── Exercise inputs
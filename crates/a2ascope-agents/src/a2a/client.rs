use std::collections::BTreeMap;
use std::pin::Pin;
use std::time::Duration;

use a2ascope_common::{Error, Result};
use a2ascope_config::ClientConfig;
use async_trait::async_trait;
use futures::StreamExt;
use futures::stream::{self, Stream};
use reqwest::Client;
use reqwest::header::{CONTENT_TYPE, HeaderMap, HeaderName, HeaderValue};
use serde_json::Value;
use tokio::sync::mpsc;
use tokio_stream::wrappers::ReceiverStream;
use tracing::{debug, instrument, warn};

use super::model::JsonRpcRequest;
use super::sse::{SseDecoder, SseFrame};

/// Well-known path of the agent card.
pub const AGENT_CARD_PATH: &str = "/.well-known/agent-card.json";
const LEGACY_AGENT_CARD_PATH: &str = "/.well-known/agent.json";

/// Outbound header map. Names are kept exactly as the user wrote them.
pub type Headers = BTreeMap<String, String>;

/// Frames of one streaming exchange, in arrival order.
pub type FrameStream = Pin<Box<dyn Stream<Item = Result<SseFrame>> + Send>>;

/// A completed non-streaming JSON-RPC exchange.
#[derive(Debug, Clone)]
pub struct RpcReply {
    pub status: u16,
    pub body: Value,
}

/// Append the well-known card path to a base URL unless it is already there.
pub fn well_known_card_url(base_url: &str) -> String {
    let trimmed = base_url.trim_end_matches('/');
    if trimmed.ends_with(AGENT_CARD_PATH) || trimmed.ends_with(LEGACY_AGENT_CARD_PATH) {
        trimmed.to_string()
    } else {
        format!("{trimmed}{AGENT_CARD_PATH}")
    }
}

/// HTTP capabilities the session engine needs from the outside world.
#[async_trait]
pub trait A2ATransport: Send + Sync {
    /// GET an agent card payload.
    async fn fetch_card(&self, url: &str, headers: &Headers) -> Result<Value>;

    /// POST a JSON-RPC request and wait for the whole reply.
    async fn call(&self, url: &str, headers: &Headers, request: &JsonRpcRequest)
    -> Result<RpcReply>;

    /// POST a JSON-RPC request and read the reply as server-sent events.
    /// A reply that is not `text/event-stream` is delivered as one data
    /// frame followed by [`SseFrame::Done`].
    async fn stream(
        &self,
        url: &str,
        headers: &Headers,
        request: &JsonRpcRequest,
    ) -> Result<FrameStream>;
}

/// [`A2ATransport`] over `reqwest`.
pub struct HttpTransport {
    http: Client,
    request_timeout: Duration,
    idle_timeout: Duration,
    stream_buffer: usize,
}

impl HttpTransport {
    pub fn new(config: &ClientConfig) -> Result<Self> {
        let http = Client::builder()
            .user_agent(config.user_agent.clone())
            .connect_timeout(config.request_timeout())
            .build()
            .map_err(|e| Error::Config(format!("failed to build HTTP client: {e}")))?;

        Ok(Self {
            http,
            request_timeout: config.request_timeout(),
            idle_timeout: config.stream_idle_timeout(),
            stream_buffer: config.stream_buffer.max(1),
        })
    }

    fn map_send_error(&self, url: &str, e: reqwest::Error) -> Error {
        if e.is_timeout() {
            Error::Timeout(self.request_timeout)
        } else {
            Error::Transport(format!("request to {url} failed: {e}"))
        }
    }

    async fn ensure_success(response: reqwest::Response) -> Result<reqwest::Response> {
        if response.status().is_success() {
            return Ok(response);
        }
        let status = response.status().as_u16();
        let body = response.text().await.unwrap_or_default();
        Err(Error::Http { status, body })
    }
}

fn header_map(headers: &Headers) -> Result<HeaderMap> {
    let mut map = HeaderMap::new();
    for (name, value) in headers {
        let header_name = HeaderName::from_bytes(name.as_bytes())
            .map_err(|_| Error::Validation(format!("invalid header name '{name}'")))?;
        let header_value = HeaderValue::from_str(value)
            .map_err(|_| Error::Validation(format!("invalid value for header '{name}'")))?;
        map.insert(header_name, header_value);
    }
    Ok(map)
}

#[async_trait]
impl A2ATransport for HttpTransport {
    #[instrument(skip(self, headers))]
    async fn fetch_card(&self, url: &str, headers: &Headers) -> Result<Value> {
        let response = self
            .http
            .get(url)
            .headers(header_map(headers)?)
            .timeout(self.request_timeout)
            .send()
            .await
            .map_err(|e| self.map_send_error(url, e))?;
        let response = Self::ensure_success(response).await?;

        response
            .json::<Value>()
            .await
            .map_err(|e| Error::Protocol(format!("agent card at {url} is not valid JSON: {e}")))
    }

    #[instrument(skip(self, headers, request), fields(method = %request.method))]
    async fn call(
        &self,
        url: &str,
        headers: &Headers,
        request: &JsonRpcRequest,
    ) -> Result<RpcReply> {
        let response = self
            .http
            .post(url)
            .headers(header_map(headers)?)
            .json(request)
            .timeout(self.request_timeout)
            .send()
            .await
            .map_err(|e| self.map_send_error(url, e))?;
        let response = Self::ensure_success(response).await?;
        let status = response.status().as_u16();

        let body = response.json::<Value>().await.map_err(|e| {
            if e.is_timeout() {
                Error::Timeout(self.request_timeout)
            } else {
                Error::Protocol(format!("failed to parse JSON-RPC response: {e}"))
            }
        })?;
        debug!("rpc reply: status={status}");

        Ok(RpcReply { status, body })
    }

    #[instrument(skip(self, headers, request), fields(method = %request.method))]
    async fn stream(
        &self,
        url: &str,
        headers: &Headers,
        request: &JsonRpcRequest,
    ) -> Result<FrameStream> {
        let send = self
            .http
            .post(url)
            .headers(header_map(headers)?)
            .json(request)
            .send();
        let response = tokio::time::timeout(self.request_timeout, send)
            .await
            .map_err(|_| Error::Timeout(self.request_timeout))?
            .map_err(|e| self.map_send_error(url, e))?;
        let response = Self::ensure_success(response).await?;

        let is_event_stream = response
            .headers()
            .get(CONTENT_TYPE)
            .and_then(|v| v.to_str().ok())
            .is_some_and(|ct| ct.starts_with("text/event-stream"));

        if !is_event_stream {
            debug!("stream request answered without SSE, treating body as a single event");
            let body = tokio::time::timeout(self.request_timeout, response.json::<Value>())
                .await
                .map_err(|_| Error::Timeout(self.request_timeout))?
                .map_err(|e| Error::Protocol(format!("failed to parse JSON-RPC response: {e}")))?;
            let frames = vec![Ok(SseFrame::Data(body)), Ok(SseFrame::Done)];
            return Ok(Box::pin(stream::iter(frames)));
        }

        // Reader task feeds parsed frames through a bounded channel. It
        // exits when the body ends or the consumer drops the receiver.
        let (tx, rx) = mpsc::channel(self.stream_buffer);
        let idle_timeout = self.idle_timeout;
        tokio::spawn(async move {
            let mut bytes = Box::pin(response.bytes_stream());
            let mut decoder = SseDecoder::new();

            loop {
                let next = match tokio::time::timeout(idle_timeout, bytes.next()).await {
                    Ok(next) => next,
                    Err(_) => {
                        warn!("SSE stream idle for {}s, giving up", idle_timeout.as_secs());
                        let _ = tx.send(Err(Error::Timeout(idle_timeout))).await;
                        return;
                    }
                };

                match next {
                    Some(Ok(chunk)) => {
                        for frame in decoder.push(&chunk) {
                            if tx.send(Ok(frame)).await.is_err() {
                                return;
                            }
                        }
                    }
                    Some(Err(e)) => {
                        let _ = tx
                            .send(Err(Error::Transport(format!("stream read error: {e}"))))
                            .await;
                        return;
                    }
                    None => break,
                }
            }

            if let Some(frame) = decoder.finish() {
                let _ = tx.send(Ok(frame)).await;
            }
        });

        Ok(Box::pin(ReceiverStream::new(rx)))
    }
}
────
*Exercise details*
The records above should be copied out again in full, exactly as they appear.

*Exercise answer*
filename crates/a2ascope-agents/src/a2a/client.rs
use std::collections::BTreeMap;
use std::pin::Pin;
use std::time::Duration;

use a2ascope_common::{Error, Result};
use a2ascope_config::ClientConfig;
use async_trait::async_trait;
use futures::StreamExt;
use futures::stream::{self, Stream};
use reqwest::Client;
use reqwest::header::{CONTENT_TYPE, HeaderMap, HeaderName, HeaderValue};
use serde_json::Value;
use tokio::sync::mpsc;
use tokio_stream::wrappers::ReceiverStream;
use tracing::{debug, instrument, warn};

use super::model::JsonRpcRequest;
use super::sse::{SseDecoder, SseFrame};

/// Well-known path of the agent card.
pub const AGENT_CARD_PATH: &str = "/.well-known/agent-card.json";
const LEGACY_AGENT_CARD_PATH: &str = "/.well-known/agent.json";

/// Outbound header map. Names are kept exactly as the user wrote them.
pub type Headers = BTreeMap<String, String>;

/// Frames of one streaming exchange, in arrival order.
pub type FrameStream = Pin<Box<dyn Stream<Item = Result<SseFrame>> + Send>>;

/// A completed non-streaming JSON-RPC exchange.
#[derive(Debug, Clone)]
pub struct RpcReply {
    pub status: u16,
    pub body: Value,
}

/// Append the well-known card path to a base URL unless it is already there.
pub fn well_known_card_url(base_url: &str) -> String {
    let trimmed = base_url.trim_end_matches('/');
    if trimmed.ends_with(AGENT_CARD_PATH) || trimmed.ends_with(LEGACY_AGENT_CARD_PATH) {
        trimmed.to_string()
    } else {
        format!("{trimmed}{AGENT_CARD_PATH}")
    }
}

/// HTTP capabilities the session engine needs from the outside world.
#[async_trait]
pub trait A2ATransport: Send + Sync {
    /// GET an agent card payload.
    async fn fetch_card(&self, url: &str, headers: &Headers) -> Result<Value>;

    /// POST a JSON-RPC request and wait for the whole reply.
    async fn call(&self, url: &str, headers: &Headers, request: &JsonRpcRequest)
    -> Result<RpcReply>;

    /// POST a JSON-RPC request and read the reply as server-sent events.
    /// A reply that is not `text/event-stream` is delivered as one data
    /// frame followed by [`SseFrame::Done`].
    async fn stream(
        &self,
        url: &str,
        headers: &Headers,
        request: &JsonRpcRequest,
    ) -> Result<FrameStream>;
}

/// [`A2ATransport`] over `reqwest`.
pub struct HttpTransport {
    http: Client,
    request_timeout: Duration,
    idle_timeout: Duration,
    stream_buffer: usize,
}

impl HttpTransport {
    pub fn new(config: &ClientConfig) -> Result<Self> {
        let http = Client::builder()
            .user_agent(config.user_agent.clone())
            .connect_timeout(config.request_timeout())
            .build()
            .map_err(|e| Error::Config(format!("failed to build HTTP client: {e}")))?;

        Ok(Self {
            http,
            request_timeout: config.request_timeout(),
            idle_timeout: config.stream_idle_timeout(),
            stream_buffer: config.stream_buffer.max(1),
        })
    }

    fn map_send_error(&self, url: &str, e: reqwest::Error) -> Error {
        if e.is_timeout() {
            Error::Timeout(self.request_timeout)
        } else {
            Error::Transport(format!("request to {url} failed: {e}"))
        }
    }

    async fn ensure_success(response: reqwest::Response) -> Result<reqwest::Response> {
        if response.status().is_success() {
            return Ok(response);
        }
        let status = response.status().as_u16();
        let body = response.text().await.unwrap_or_default();
        Err(Error::Http { status, body })
    }
}

fn header_map(headers: &Headers) -> Result<HeaderMap> {
    let mut map = HeaderMap::new();
    for (name, value) in headers {
        let header_name = HeaderName::from_bytes(name.as_bytes())
            .map_err(|_| Error::Validation(format!("invalid header name '{name}'")))?;
        let header_value = HeaderValue::from_str(value)
            .map_err(|_| Error::Validation(format!("invalid value for header '{name}'")))?;
        map.insert(header_name, header_value);
    }
    Ok(map)
}

#[async_trait]
impl A2ATransport for HttpTransport {
    #[instrument(skip(self, headers))]
    async fn fetch_card(&self, url: &str, headers: &Headers) -> Result<Value> {
        let response = self
            .http
            .get(url)
            .headers(header_map(headers)?)
            .timeout(self.request_timeout)
            .send()
            .await
            .map_err(|e| self.map_send_error(url, e))?;
        let response = Self::ensure_success(response).await?;

        response
            .json::<Value>()
            .await
            .map_err(|e| Error::Protocol(format!("agent card at {url} is not valid JSON: {e}")))
    }

    #[instrument(skip(self, headers, request), fields(method = %request.method))]
    async fn call(
        &self,
        url: &str,
        headers: &Headers,
        request: &JsonRpcRequest,
    ) -> Result<RpcReply> {
        let response = self
            .http
            .post(url)
            .headers(header_map(headers)?)
            .json(request)
            .timeout(self.request_timeout)
            .send()
            .await
            .map_err(|e| self.map_send_error(url, e))?;
        let response = Self::ensure_success(response).await?;
        let status = response.status().as_u16();

        let body = response.json::<Value>().await.map_err(|e| {
            if e.is_timeout() {
                Error::Timeout(self.request_timeout)
            } else {
                Error::Protocol(format!("failed to parse JSON-RPC response: {e}"))
            }
        })?;
        debug!("rpc reply: status={status}");

        Ok(RpcReply { status, body })
    }

    #[instrument(skip(self, headers, request), fields(method = %request.method))]
    async fn stream(
        &self,
        url: &str,
        headers: &Headers,
        request: &JsonRpcRequest,
    ) -> Result<FrameStream> {
        let send = self
            .http
            .post(url)
            .headers(header_map(headers)?)
            .json(request)
            .send();
        let response = tokio::time::timeout(self.request_timeout, send)
            .await
            .map_err(|_| Error::Timeout(self.request_timeout))?
            .map_err(|e| self.map_send_error(url, e))?;
        let response = Self::ensure_success(response).await?;

        let is_event_stream = response
            .headers()
            .get(CONTENT_TYPE)
            .and_then(|v| v.to_str().ok())
            .is_some_and(|ct| ct.starts_with("text/event-stream"));

        if !is_event_stream {
            debug!("stream request answered without SSE, treating body as a single event");
            let body = tokio::time::timeout(self.request_timeout, response.json::<Value>())
                .await
                .map_err(|_| Error::Timeout(self.request_timeout))?
                .map_err(|e| Error::Protocol(format!("failed to parse JSON-RPC response: {e}")))?;
            let frames = vec![Ok(SseFrame::Data(body)), Ok(SseFrame::Done)];
            return Ok(Box::pin(stream::iter(frames)));
        }

        // Reader task feeds parsed frames through a bounded channel. It
        // exits when the body ends or the consumer drops the receiver.
        let (tx, rx) = mpsc::channel(self.stream_buffer);
        let idle_timeout = self.idle_timeout;
        tokio::spawn(async move {
            let mut bytes = Box::pin(response.bytes_stream());
            let mut decoder = SseDecoder::new();

            loop {
                let next = match tokio::time::timeout(idle_timeout, bytes.next()).await {
                    Ok(next) => next,
                    Err(_) => {
                        warn!("SSE stream idle for {}s, giving up", idle_timeout.as_secs());
                        let _ = tx.send(Err(Error::Timeout(idle_timeout))).await;
                        return;
                    }
                };

                match next {
                    Some(Ok(chunk)) => {
                        for frame in decoder.push(&chunk) {
                            if tx.send(Ok(frame)).await.is_err() {
                                return;
                            }
                        }
                    }
                    Some(Err(e)) => {
                        let _ = tx
                            .send(Err(Error::Transport(format!("stream read error: {e}"))))
                            .await;
                        return;
                    }
                    None => break,
                }
            }

            if let Some(frame) = decoder.finish() {
                let _ = tx.send(Ok(frame)).await;
            }
        });

        Ok(Box::pin(ReceiverStream::new(rx)))
    }
}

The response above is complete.